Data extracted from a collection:

==============================

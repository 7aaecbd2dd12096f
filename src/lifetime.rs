//! File lifetime value types.

use std::fmt;
use std::str::FromStr;
use std::time::Duration;

use serde::{Deserialize, Serialize};

const SECS_PER_DAY: u64 = 24 * 60 * 60;

// Imprecise, but file lifetimes are not exact measures of time anyway.
const DAYS_PER_YEAR: u64 = 365;

const MIN_LIFETIME_DAYS: u64 = 1;
const MAX_LIFETIME_YEARS: u64 = 10;

/// Invalid file lifetime.
#[derive(thiserror::Error, Debug, Clone, Copy, PartialEq, Eq)]
pub enum LifetimeError {
    #[error("file lifetime must be at least {} day", MIN_LIFETIME_DAYS)]
    TooShort,

    #[error("file lifetime must be at most {} years", MAX_LIFETIME_YEARS)]
    TooLong,
}

/// File lifetime text cannot be parsed.
#[derive(thiserror::Error, Debug, Clone, PartialEq, Eq)]
pub enum ParseLifetimeError {
    #[error("unrecognized file lifetime '{0}', expected e.g. '7d', '2y' or 'unrestricted'")]
    Unrecognized(String),

    #[error(transparent)]
    OutOfRange(#[from] LifetimeError),
}

/// How long a file lives after being uploaded.
///
/// Finite lifetimes are always between 1 day and 10 years.
/// [`FileLifetime::INFINITE`] stands for "never expires".
#[derive(Debug, Clone, Copy, PartialEq, Eq, PartialOrd, Ord, Hash, Serialize, Deserialize)]
#[serde(try_from = "u64", into = "u64")]
pub struct FileLifetime(Duration);

impl FileLifetime {
    /// Sentinel lifetime of 876 000 hours (100 years), meaning the file never expires.
    pub const INFINITE: Self = Self(Duration::from_secs(876_000 * 60 * 60));

    /// Lifetime of exactly `days` days.
    pub fn in_days(days: u16) -> Result<Self, LifetimeError> {
        Self::from_duration(Duration::from_secs(u64::from(days) * SECS_PER_DAY))
    }

    /// Lifetime of exactly `years` years (365 days each).
    pub fn in_years(years: u16) -> Result<Self, LifetimeError> {
        Self::from_duration(Duration::from_secs(
            u64::from(years) * DAYS_PER_YEAR * SECS_PER_DAY,
        ))
    }

    /// Validate an arbitrary duration.
    ///
    /// [`FileLifetime::INFINITE`] is accepted as is.
    pub fn from_duration(duration: Duration) -> Result<Self, LifetimeError> {
        if duration == Self::INFINITE.0 {
            return Ok(Self::INFINITE);
        }
        if duration < Duration::from_secs(MIN_LIFETIME_DAYS * SECS_PER_DAY) {
            return Err(LifetimeError::TooShort);
        }
        if duration > Duration::from_secs(MAX_LIFETIME_YEARS * DAYS_PER_YEAR * SECS_PER_DAY) {
            return Err(LifetimeError::TooLong);
        }
        Ok(Self(duration))
    }

    pub fn duration(&self) -> Duration {
        self.0
    }

    /// Whole days, rounded down.
    pub fn days(&self) -> u64 {
        self.0.as_secs() / SECS_PER_DAY
    }

    /// Whole years, rounded down.
    pub fn years(&self) -> u64 {
        self.days() / DAYS_PER_YEAR
    }

    pub fn is_year_boundary(&self) -> bool {
        self.days() % DAYS_PER_YEAR == 0
    }

    pub fn is_infinite(&self) -> bool {
        *self == Self::INFINITE
    }
}

impl TryFrom<u64> for FileLifetime {
    type Error = LifetimeError;

    fn try_from(secs: u64) -> Result<Self, Self::Error> {
        Self::from_duration(Duration::from_secs(secs))
    }
}

impl From<FileLifetime> for u64 {
    fn from(value: FileLifetime) -> Self {
        value.0.as_secs()
    }
}

impl fmt::Display for FileLifetime {
    fn fmt(&self, f: &mut fmt::Formatter<'_>) -> fmt::Result {
        if self.is_infinite() {
            return f.write_str("Never");
        }
        let (value, unit) = if self.is_year_boundary() {
            (self.years(), "year")
        } else {
            (self.days(), "day")
        };
        let plural = if value > 1 { "s" } else { "" };
        write!(f, "{} {}{}", value, unit, plural)
    }
}

/// Rule for the lifetime of files uploaded through a guest link.
#[derive(Debug, Clone, Copy, PartialEq, Eq, Serialize, Deserialize, Default)]
pub enum FileLifetimePolicy {
    /// Each upload chooses its own expiration, up to system maximums.
    #[default]
    Unrestricted,

    /// Uploaded files cannot outlive this lifetime.
    Fixed { lifetime: FileLifetime },
}

impl FileLifetimePolicy {
    pub fn fixed(lifetime: FileLifetime) -> Self {
        lifetime.into()
    }

    /// Upper bound on file lifetime. `None` when unrestricted.
    ///
    /// A fixed infinite lifetime has no ceiling either.
    pub fn ceiling(&self) -> Option<FileLifetime> {
        match *self {
            Self::Fixed { lifetime } if !lifetime.is_infinite() => Some(lifetime),
            _ => None,
        }
    }

    pub fn is_unrestricted(&self) -> bool {
        self.ceiling().is_none()
    }
}

impl From<FileLifetime> for FileLifetimePolicy {
    fn from(lifetime: FileLifetime) -> Self {
        if lifetime.is_infinite() {
            Self::Unrestricted
        } else {
            Self::Fixed { lifetime }
        }
    }
}

impl fmt::Display for FileLifetimePolicy {
    fn fmt(&self, f: &mut fmt::Formatter<'_>) -> fmt::Result {
        match self.ceiling() {
            Some(lifetime) => write!(f, "{}", lifetime),
            None => f.write_str("unrestricted"),
        }
    }
}

/// Accepts "unrestricted" or "never", a number of days ("30", "30d", "30 days") or
/// years ("2y", "2 years").
impl FromStr for FileLifetimePolicy {
    type Err = ParseLifetimeError;

    fn from_str(s: &str) -> Result<Self, Self::Err> {
        let text = s.trim().to_lowercase();
        if text == "unrestricted" || text == "never" {
            return Ok(Self::Unrestricted);
        }
        let unrecognized = || ParseLifetimeError::Unrecognized(s.to_string());
        let split = text
            .find(|c: char| !c.is_ascii_digit())
            .unwrap_or(text.len());
        let (number, unit) = text.split_at(split);
        let number: u16 = number.parse().map_err(|_| unrecognized())?;
        let lifetime = match unit.trim() {
            "" | "d" | "day" | "days" => FileLifetime::in_days(number)?,
            "y" | "year" | "years" => FileLifetime::in_years(number)?,
            _ => return Err(unrecognized()),
        };
        Ok(lifetime.into())
    }
}
//! Stress-testing upload counting on SQLite guest link database.
//!
//! This test is pretty heavy, so it is hidden behind `stresstest` feature.
//! It is not going to be run by default.

use crate::errors::Error;
use crate::{Client, FileSize, GuestLinkConfig, RequestedExpiration, UploadOutcome, Utc};
use tracing_test::traced_test;

#[tokio::test]
#[traced_test]
async fn test_upload_counting_stress_testing() {
    use std::sync::Arc;
    use tokio::sync::RwLock;
    use tokio::task::JoinSet;

    // This test will hammer a few guest links with uploads
    // from multiple clients at the same time.
    // The goal is to make sure no link ever accepts more uploads than its limit.

    // num of workers
    const N: usize = 24;

    // num of uploads each worker attempts
    const COUNT: usize = 200;

    // upload limit of every guest link
    const MAX_UPLOADS: i64 = 100;

    // num of guest links
    const LINKS: usize = 4;

    let tmp = tempfile::tempdir().unwrap();
    let db_path = tmp.path().join("guestlink.sqlite");
    let db_path = db_path.to_str().unwrap().to_string();

    let now = Utc::now();
    let mut ids = Vec::new();
    let mut client = Client::init(&db_path).await.unwrap();
    for _ in 0..LINKS {
        let config = GuestLinkConfig::builder()
            .created(now)
            .max_file_uploads(MAX_UPLOADS)
            .build()
            .unwrap();
        ids.push(client.create_guest_link(config).await.unwrap().id().clone());
    }
    let ids = Arc::new(ids);

    // accepted uploads per guest link, shared across all workers
    let accepted = Arc::new(RwLock::new(vec![0i64; LINKS]));

    let contended = Arc::new(RwLock::new(0u64));

    // Synchronously initialize clients
    // Asynchronous initialization often fails with "database is locked"
    let mut tasks = JoinSet::new();
    for i in 0..N {
        let mut builder = Client::builder(&db_path);
        builder.conflict_retries(3);
        let client = builder
            .build()
            .await
            .unwrap_or_else(|err| panic!("init client {}: {}", i, err));
        tasks.spawn(inner(
            client,
            ids.clone(),
            accepted.clone(),
            contended.clone(),
        ));
    }

    // this function will spam uploads to random guest links
    async fn inner(
        mut client: Client,
        ids: Arc<Vec<crate::GuestLinkId>>,
        accepted: Arc<RwLock<Vec<i64>>>,
        contended: Arc<RwLock<u64>>,
    ) {
        use rand::Rng;

        for _ in 0..COUNT {
            let link = rand::rng().random_range(0..ids.len());
            let size = FileSize::from_bytes(rand::rng().random_range(1..4096));
            let result = client
                .record_upload(&ids[link], size, RequestedExpiration::Default, Utc::now())
                .await;
            match result {
                Ok(UploadOutcome::Accepted { .. }) => accepted.write().await[link] += 1,
                Ok(UploadOutcome::Rejected(_)) => {}
                Err(Error::Contended { attempts }) => {
                    assert_eq!(attempts, 4, "three retries after the first attempt");
                    *contended.write().await += 1;
                }
                Err(err) => panic!("unexpected error: {}", err),
            }
        }
    }

    while let Some(res) = tasks.join_next().await {
        res.unwrap();
    }

    tracing::info!("contended uploads: {}", contended.read().await);
    let accepted = accepted.read().await;
    for (i, id) in ids.iter().enumerate() {
        let link = client.load_guest_link(id).await.unwrap();
        assert_eq!(link.usage.uploads_consumed, accepted[i]);
        assert!(link.usage.uploads_consumed <= MAX_UPLOADS);
        let uploads = client.uploads_for_guest_link(id).await.unwrap();
        assert_eq!(uploads.len() as i64, accepted[i]);
    }
    // 24 * 200 attempts against 4 * 100 slots
    assert_eq!(accepted.iter().sum::<i64>(), LINKS as i64 * MAX_UPLOADS);
}
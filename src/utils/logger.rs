// src/utils/logger.rs

use std::fs::OpenOptions;
use std::io::Write;
use std::path::Path;

use chrono::Local;
use env_logger::{Builder, Target};
use indicatif::{ProgressBar, ProgressDrawTarget, ProgressStyle};

use crate::config::subsystems::LoggingConfig;
use crate::error::Result;

/// Installs the global logger.
///
/// Records go to stderr unless `log_file` is set, in which case they are
/// appended to that file. Stdout is never written, it carries the result.
/// Calling this twice is harmless; the second call keeps the first logger.
pub fn init_logging(config: &LoggingConfig, log_file: Option<&Path>) -> Result<()> {
    let mut builder = Builder::new();
    builder
        .format(|buf, record| {
            writeln!(buf,
                "{} [{}] {} - {}",
                Local::now().format("%Y-%m-%d %H:%M:%S"),
                record.level(),
                record.target(),
                record.args()
            )
        })
        .filter(None, config.get_log_level());

    match log_file {
        Some(path) => {
            if let Some(parent) = path.parent().filter(|p| !p.as_os_str().is_empty()) {
                std::fs::create_dir_all(parent)?;
            }
            let file = OpenOptions::new().create(true).append(true).open(path)?;
            builder.target(Target::Pipe(Box::new(file)));
        }
        None => {
            builder.target(Target::Stderr);
        }
    }

    let _ = builder.try_init();
    Ok(())
}

/// Progress bar for a phase of `len` steps, drawn on stderr when `visible`.
pub fn phase_progress(len: u64, label: &str, visible: bool) -> ProgressBar {
    if !visible {
        return ProgressBar::hidden();
    }
    let pb = ProgressBar::with_draw_target(Some(len), ProgressDrawTarget::stderr());
    if let Ok(style) = ProgressStyle::default_bar()
        .template("{spinner:.green} {prefix}: [{wide_bar:.cyan/blue}] {pos}/{len} ({percent}%) | ETA: {eta_precise} | Elapsed: {elapsed_precise}")
    {
        pb.set_style(style.progress_chars("=>-"));
    }
    pb.set_prefix(label.to_string());
    pb
}

#[cfg(test)]
mod tests {
    use super::*;

    #[test]
    fn hidden_bar_when_not_visible() {
        let pb = phase_progress(10, "terms", false);
        assert!(pb.is_hidden());
        pb.inc(3);
        assert_eq!(pb.position(), 3);
    }

    #[test]
    fn log_file_parent_is_created() {
        let dir = tempfile::tempdir().unwrap();
        let path = dir.path().join("logs").join("run.log");
        init_logging(&LoggingConfig::default(), Some(&path)).unwrap();
        assert!(path.exists());
    }
}
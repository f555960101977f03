// cluster/mod.rs
pub mod engine;
pub mod output;

pub use self::engine::{ClusterEngine, Clustering};
pub use self::output::ClusterOutput;
pub mod logger;
pub mod mmap;

pub use self::logger::{init_logging, phase_progress};
pub use self::mmap::MmapFileHandler;
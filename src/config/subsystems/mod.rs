pub mod index;
pub mod cache;
pub mod logging;

pub use index::IndexConfig;
pub use cache::{CacheConfig, CacheFormat, CorruptCachePolicy};
pub use logging::LoggingConfig;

==============================

TASK: Report each line of the entries where the word "const" occurs.

YOUR RESPONSE:
const SECS_PER_DAY: u64 = 24 * 60 * 60;
const DAYS_PER_YEAR: u64 = 365;
const MIN_LIFETIME_DAYS: u64 = 1;
const MAX_LIFETIME_YEARS: u64 = 10;
    pub const INFINITE: Self = Self(Duration::from_secs(876_000 * 60 * 60));
    const N: usize = 24;
    const COUNT: usize = 200;
    const MAX_UPLOADS: i64 = 100;
    const LINKS: usize = 4;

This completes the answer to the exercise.